Conversion of computational human phantoms into DICOM-RT for normal tissue dose assessment in radiotherapy patients

Radiotherapy treatment planning systems are designed for the fast calculation of dose to the tumor bed and nearby organs at risk using x-ray computed tomography (CT) images. However, CT images for a patient are typically available for only a small portion of the body, and in some cases, such as for retrospective epidemiological studies, no images may be available at all. When dose to organs that lie out-of-scan must be estimated, a convenient alternative for the unknown patient anatomy is to use a matching whole-body computational phantom as a surrogate. The purpose of the current work is to connect such computational phantoms to commercial radiotherapy treatment planning systems for retrospective organ dose estimation. A custom software with graphical user interface, called the DICOM-RT Generator, was developed in MATLAB to convert voxel computational phantoms into the Digital Imaging and Communications in Medicine radiotherapy (DICOM-RT) format, compatible with commercial treatment planning systems. DICOM CT image sets for the phantoms are created via a density-to-Hounsfield unit conversion curve.
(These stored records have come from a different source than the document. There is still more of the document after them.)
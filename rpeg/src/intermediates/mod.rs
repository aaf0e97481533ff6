// Data structures the passes hand along. There's only the one

mod grammar;

pub use grammar::{Expression, Grammar, Rule};
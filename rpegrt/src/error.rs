// What a parser gives back when it doesn't give back a value

use crate::expectation::{describe_expected, describe_found, Expectation};
use crate::{Location, TraceError};

/// The input didn't match. Carries everything needed to say precisely why:
/// where ([SyntaxError::location]), what would have worked
/// ([SyntaxError::expected]) and what was there instead ([SyntaxError::found])
#[derive(PartialEq, Clone, Debug)]
pub struct SyntaxError {
    pub message: String,
    pub expected: Vec<Expectation>,
    /// None at end of input
    pub found: Option<String>,
    pub location: Location,
}

impl SyntaxError {
    pub fn new(expected: Vec<Expectation>, found: Option<String>, location: Location) -> Self {
        let message = Self::build_message(&expected, found.as_deref());
        Self {
            message,
            expected,
            found,
            location,
        }
    }
    pub fn build_message(expected: &[Expectation], found: Option<&str>) -> String {
        format!(
            "Expected {} but {} found.",
            describe_expected(expected),
            describe_found(found)
        )
    }
    /// Render the error with the offending source line and carets under
    /// the part that failed, `source` being whatever name the input goes by
    pub fn format(&self, source: &str, input: &str) -> String {
        let start = self.location.start;
        let end = self.location.end;
        let mut out = format!("Error: {}\n --> {}:{}", self.message, source, start);
        let line = match input.split('\n').nth(start.line.saturating_sub(1)) {
            Some(line) => line.trim_end_matches('\r'),
            None => return out,
        };
        let number = start.line.to_string();
        let filler = " ".repeat(number.len());
        let last = if start.line == end.line {
            end.column
        } else {
            line.chars().count() + 1
        };
        let hats = last.saturating_sub(start.column).max(1);
        out.push_str(&format!(
            "\n{} |\n{} | {}\n{} | {}{}",
            filler,
            number,
            line,
            filler,
            " ".repeat(start.column.saturating_sub(1)),
            "^".repeat(hats)
        ));
        out
    }
}
impl std::fmt::Display for SyntaxError {
    fn fmt(&self, f: &mut std::fmt::Formatter) -> std::fmt::Result {
        write!(f, "{} at {}", self.message, self.location.start)
    }
}
impl std::error::Error for SyntaxError {}

/// Anything a parse call can fail with
#[derive(PartialEq, Clone, Debug)]
pub enum Error {
    Syntax(SyntaxError),
    /// The tracer refused an event
    Trace(TraceError),
    /// Asked to start from a rule that isn't an allowed start rule
    StartRule(String),
}
impl std::fmt::Display for Error {
    fn fmt(&self, f: &mut std::fmt::Formatter) -> std::fmt::Result {
        match self {
            Error::Syntax(err) => write!(f, "{}", err),
            Error::Trace(err) => write!(f, "tracing failed: {}", err),
            Error::StartRule(rule) => write!(f, "Can't start parsing from rule \"{}\".", rule),
        }
    }
}
impl std::error::Error for Error {}
impl From<SyntaxError> for Error {
    fn from(err: SyntaxError) -> Self {
        Error::Syntax(err)
    }
}
impl From<TraceError> for Error {
    fn from(err: TraceError) -> Self {
        Error::Trace(err)
    }
}
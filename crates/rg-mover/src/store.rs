//! The `MoverStore` — movers keyed by object handle.

use std::collections::BTreeMap;

use rg_core::ObjectId;

use crate::Mover;

/// All registered movers.  Ordered by `ObjectId` so iteration is the tick
/// processing order.
#[derive(Clone, Debug, Default, PartialEq, Eq)]
pub struct MoverStore {
    movers: BTreeMap<ObjectId, Mover>,
}

impl MoverStore {
    pub fn new() -> Self {
        Self::default()
    }

    /// Add or replace the mover for `mover.object`.
    pub fn insert(&mut self, mover: Mover) -> Option<Mover> {
        self.movers.insert(mover.object, mover)
    }

    pub fn remove(&mut self, id: ObjectId) -> Option<Mover> {
        self.movers.remove(&id)
    }

    #[inline]
    pub fn get(&self, id: ObjectId) -> Option<&Mover> {
        self.movers.get(&id)
    }

    #[inline]
    pub fn get_mut(&mut self, id: ObjectId) -> Option<&mut Mover> {
        self.movers.get_mut(&id)
    }

    /// Movers in ascending id order.
    pub fn iter(&self) -> impl Iterator<Item = &Mover> {
        self.movers.values()
    }

    /// Registered ids, ascending.
    pub fn ids(&self) -> Vec<ObjectId> {
        self.movers.keys().copied().collect()
    }

    pub fn len(&self) -> usize {
        self.movers.len()
    }

    pub fn is_empty(&self) -> bool {
        self.movers.is_empty()
    }

    /// Movers that are neither idle nor deploying.
    pub fn busy_count(&self) -> usize {
        self.movers
            .values()
            .filter(|m| !m.is_idle() && !matches!(m.state, crate::DriveState::Deploying { .. }))
            .count()
    }
}

impl FromIterator<Mover> for MoverStore {
    fn from_iter<I: IntoIterator<Item = Mover>>(iter: I) -> Self {
        Self { movers: iter.into_iter().map(|m| (m.object, m)).collect() }
    }
}
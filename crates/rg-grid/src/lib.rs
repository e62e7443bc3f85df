//! `rg-grid` — the spatial index: cells, occupancy, zones, and objects.
//!
//! # Crate layout
//!
//! | Module      | Contents                                                      |
//! |-------------|---------------------------------------------------------------|
//! | [`cell`]    | `Cell`, `LandType`, `Overlay`, `Spot`, `OccupyFlags`          |
//! | [`land`]    | per-locomotion land speed table                               |
//! | [`grid`]    | `Grid` — adjacency, `is_clear_to_move`, occupy/overlap        |
//! | [`zone`]    | 8-connected flood fill for every `ZoneKind`                   |
//! | [`object`]  | `ObjectKind`, `ObjectRecord`, `ObjectTable` (slot table)      |
//! | [`world`]   | `World` — grid + objects, spawn/remove/relocate, audits       |
//! | [`error`]   | `GridError`, `GridResult<T>`                                  |
//!
//! # Ownership model
//!
//! Cells never hold references to objects.  Occupant chains and overlap
//! lists store `ObjectId` handles into the `ObjectTable`, and each
//! `ObjectRecord` stores the `CellId` it last occupied.  Both sides are plain
//! integers, so the whole world can be snapshotted and the derived parts
//! (chains, flags, zones) rebuilt after load with
//! [`World::rebuild_occupancy`].
//!
//! # Feature flags
//!
//! | Flag    | Effect                                                     |
//! |---------|------------------------------------------------------------|
//! | `serde` | Serialize terrain and the object table.                    |

pub mod cell;
pub mod error;
pub mod grid;
pub mod land;
pub mod object;
pub mod world;
pub mod zone;


pub use cell::{Cell, Footprint, LandType, OccupyFlags, Overlay, Spot};
pub use error::{GridError, GridResult};
pub use grid::Grid;
pub use land::land_speed;
pub use object::{ObjectKind, ObjectRecord, ObjectTable};
pub use world::World;
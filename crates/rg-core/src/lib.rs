//! `rg-core` — foundational types for the `rts_grid` movement core.
//!
//! This crate is a dependency of every other `rg-*` crate.  It has no `rg-*`
//! dependencies and minimal external ones (`rand` and `thiserror`, plus
//! optional `serde`/`toml`).
//!
//! # What lives here
//!
//! | Module           | Contents                                              |
//! |------------------|-------------------------------------------------------|
//! | [`ids`]          | `CellId`, `ObjectId`, `HouseId`                       |
//! | [`facing`]       | `Facing`, `CellCoord`, `Coord` (leptons)              |
//! | [`time`]         | `Tick`, `SimClock`                                    |
//! | [`rng`]          | `SimRng` (scenario generation)                        |
//! | [`locomotion`]   | `Locomotion`, `ZoneKind`, `MoveType`                  |
//! | [`config`]       | `SimConfig`, `PathLimits`, `DriveRules`               |
//! | [`error`]        | `CoreError`, `CoreResult`                             |
//!
//! # Feature flags
//!
//! | Flag    | Effect                                                     |
//! |---------|------------------------------------------------------------|
//! | `serde` | Adds `Serialize`/`Deserialize` to all public types and     |
//! |         | enables `SimConfig::from_toml_str` / `SimConfig::load`.    |

pub mod config;
pub mod error;
pub mod facing;
pub mod ids;
pub mod locomotion;
pub mod rng;
pub mod time;


// ── Re-exports ────────────────────────────────────────────────────────────────

pub use config::{DriveRules, PathLimits, SimConfig};
pub use error::{CoreError, CoreResult};
pub use facing::{CellCoord, Coord, Facing, CELL_LEPTONS};
pub use ids::{CellId, HouseId, ObjectId};
pub use locomotion::{Locomotion, MoveType, ZoneKind};
pub use rng::SimRng;
pub use time::{SimClock, Tick};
Accompanying structure sets containing the organ contours are automatically generated by tracing binary masks of user-specified organs on each phantom CT slice. The software was tested on a library of body size-dependent phantoms, the International Commission on Radiological Protection reference phantoms, and a canine voxel phantom, taking only a few minutes per conversion. The resulting DICOM-RT files were tested on several commercial treatment planning systems. As an example application, a library of converted phantoms was used to estimate organ doses for members of the National Wilms Tumor Study cohort. The converted phantom library, in DICOM format, and a standalone MATLAB-compiled executable of the DICOM-RT Generator are available for others to use for research purposes (http://ncidose.cancer.gov).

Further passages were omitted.